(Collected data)
------------------------------------------------------------------------

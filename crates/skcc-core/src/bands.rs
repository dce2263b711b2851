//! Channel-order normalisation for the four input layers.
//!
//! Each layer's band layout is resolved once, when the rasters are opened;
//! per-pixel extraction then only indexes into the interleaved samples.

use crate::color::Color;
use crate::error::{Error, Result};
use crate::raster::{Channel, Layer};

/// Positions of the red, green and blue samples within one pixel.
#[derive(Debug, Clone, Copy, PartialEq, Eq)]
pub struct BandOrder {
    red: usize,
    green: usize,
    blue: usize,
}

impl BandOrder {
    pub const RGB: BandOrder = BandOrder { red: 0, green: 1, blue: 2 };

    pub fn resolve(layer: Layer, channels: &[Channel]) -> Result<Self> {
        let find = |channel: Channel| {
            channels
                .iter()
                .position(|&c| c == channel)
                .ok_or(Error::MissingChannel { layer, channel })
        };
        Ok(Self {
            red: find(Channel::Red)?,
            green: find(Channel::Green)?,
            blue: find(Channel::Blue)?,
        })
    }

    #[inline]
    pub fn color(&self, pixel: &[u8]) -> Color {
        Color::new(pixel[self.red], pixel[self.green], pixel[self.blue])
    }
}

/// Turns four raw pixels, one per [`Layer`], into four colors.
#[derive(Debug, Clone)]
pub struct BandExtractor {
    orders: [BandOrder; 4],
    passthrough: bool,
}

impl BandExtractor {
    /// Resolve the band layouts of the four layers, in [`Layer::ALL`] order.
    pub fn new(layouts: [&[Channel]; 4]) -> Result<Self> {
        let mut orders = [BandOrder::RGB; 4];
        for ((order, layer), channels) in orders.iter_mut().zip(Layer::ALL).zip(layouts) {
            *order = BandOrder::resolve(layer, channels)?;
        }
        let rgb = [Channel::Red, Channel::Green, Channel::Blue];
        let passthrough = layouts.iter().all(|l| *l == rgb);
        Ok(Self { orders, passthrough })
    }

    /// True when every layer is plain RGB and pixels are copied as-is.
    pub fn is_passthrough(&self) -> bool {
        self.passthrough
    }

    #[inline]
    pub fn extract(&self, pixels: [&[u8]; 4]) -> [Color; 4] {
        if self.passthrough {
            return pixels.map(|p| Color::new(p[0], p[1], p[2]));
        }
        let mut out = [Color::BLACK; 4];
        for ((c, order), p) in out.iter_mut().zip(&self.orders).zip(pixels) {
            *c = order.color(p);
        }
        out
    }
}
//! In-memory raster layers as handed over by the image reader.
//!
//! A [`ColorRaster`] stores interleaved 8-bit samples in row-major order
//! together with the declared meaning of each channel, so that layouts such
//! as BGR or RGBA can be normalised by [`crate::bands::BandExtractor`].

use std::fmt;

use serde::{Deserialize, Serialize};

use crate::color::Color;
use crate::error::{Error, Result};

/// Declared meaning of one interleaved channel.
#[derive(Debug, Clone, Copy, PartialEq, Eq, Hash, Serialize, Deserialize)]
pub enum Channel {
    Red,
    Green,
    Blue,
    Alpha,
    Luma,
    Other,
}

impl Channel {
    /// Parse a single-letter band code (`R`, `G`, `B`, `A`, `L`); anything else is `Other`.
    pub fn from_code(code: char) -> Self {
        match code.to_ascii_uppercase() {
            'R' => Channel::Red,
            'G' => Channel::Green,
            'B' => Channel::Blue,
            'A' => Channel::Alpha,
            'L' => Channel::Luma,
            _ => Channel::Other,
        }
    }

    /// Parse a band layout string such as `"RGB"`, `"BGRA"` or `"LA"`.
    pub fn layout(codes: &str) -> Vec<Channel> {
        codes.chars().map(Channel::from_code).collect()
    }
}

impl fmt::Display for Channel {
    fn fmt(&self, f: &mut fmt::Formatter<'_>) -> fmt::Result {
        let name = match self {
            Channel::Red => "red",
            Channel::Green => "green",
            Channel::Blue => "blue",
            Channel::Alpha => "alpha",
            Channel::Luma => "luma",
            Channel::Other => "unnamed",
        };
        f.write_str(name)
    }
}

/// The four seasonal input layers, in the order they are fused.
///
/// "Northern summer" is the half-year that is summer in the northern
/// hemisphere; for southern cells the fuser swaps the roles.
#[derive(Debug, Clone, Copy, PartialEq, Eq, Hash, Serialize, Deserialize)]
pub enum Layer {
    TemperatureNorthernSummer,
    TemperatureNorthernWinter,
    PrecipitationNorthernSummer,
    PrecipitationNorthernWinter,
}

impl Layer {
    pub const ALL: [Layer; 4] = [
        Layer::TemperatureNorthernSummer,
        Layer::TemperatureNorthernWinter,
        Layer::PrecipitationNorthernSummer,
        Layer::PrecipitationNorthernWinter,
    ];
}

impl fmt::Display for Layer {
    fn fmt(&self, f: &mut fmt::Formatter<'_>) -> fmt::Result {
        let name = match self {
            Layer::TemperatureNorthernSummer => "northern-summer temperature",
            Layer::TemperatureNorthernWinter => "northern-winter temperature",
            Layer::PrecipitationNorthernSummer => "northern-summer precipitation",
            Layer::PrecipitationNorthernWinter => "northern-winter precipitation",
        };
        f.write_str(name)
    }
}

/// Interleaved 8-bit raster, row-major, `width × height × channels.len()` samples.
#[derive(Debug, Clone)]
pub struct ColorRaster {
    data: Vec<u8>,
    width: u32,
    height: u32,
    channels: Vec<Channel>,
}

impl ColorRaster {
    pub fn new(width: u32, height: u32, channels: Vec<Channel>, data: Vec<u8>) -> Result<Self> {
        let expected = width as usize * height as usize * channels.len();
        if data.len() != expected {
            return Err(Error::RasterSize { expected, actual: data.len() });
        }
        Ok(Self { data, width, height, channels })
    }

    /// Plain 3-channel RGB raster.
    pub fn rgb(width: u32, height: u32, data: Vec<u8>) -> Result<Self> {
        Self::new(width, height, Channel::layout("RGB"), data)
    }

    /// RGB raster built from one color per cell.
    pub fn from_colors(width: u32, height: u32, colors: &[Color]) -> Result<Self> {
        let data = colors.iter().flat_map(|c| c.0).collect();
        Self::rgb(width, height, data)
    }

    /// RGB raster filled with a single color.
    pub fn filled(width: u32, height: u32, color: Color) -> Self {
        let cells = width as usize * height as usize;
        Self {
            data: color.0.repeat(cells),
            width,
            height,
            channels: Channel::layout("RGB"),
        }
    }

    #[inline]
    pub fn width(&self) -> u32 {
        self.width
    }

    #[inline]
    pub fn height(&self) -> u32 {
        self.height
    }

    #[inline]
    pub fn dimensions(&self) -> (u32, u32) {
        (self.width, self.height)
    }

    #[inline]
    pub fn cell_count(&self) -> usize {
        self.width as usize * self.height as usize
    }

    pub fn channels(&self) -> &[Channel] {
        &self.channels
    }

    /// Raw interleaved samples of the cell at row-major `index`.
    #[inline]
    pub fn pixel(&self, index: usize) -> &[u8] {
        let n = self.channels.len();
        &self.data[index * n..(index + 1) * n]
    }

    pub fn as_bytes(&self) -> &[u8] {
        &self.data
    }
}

------------------------------------------------------------------------

INSTRUCTIONS FOR THE TASK » Note each line of the entries that has "PrecipitationNorthernWinter" in it, and copy those lines.

RESPONSE »
    PrecipitationNorthernWinter,
        Layer::PrecipitationNorthernWinter,
            Layer::PrecipitationNorthernWinter => "northern-winter precipitation",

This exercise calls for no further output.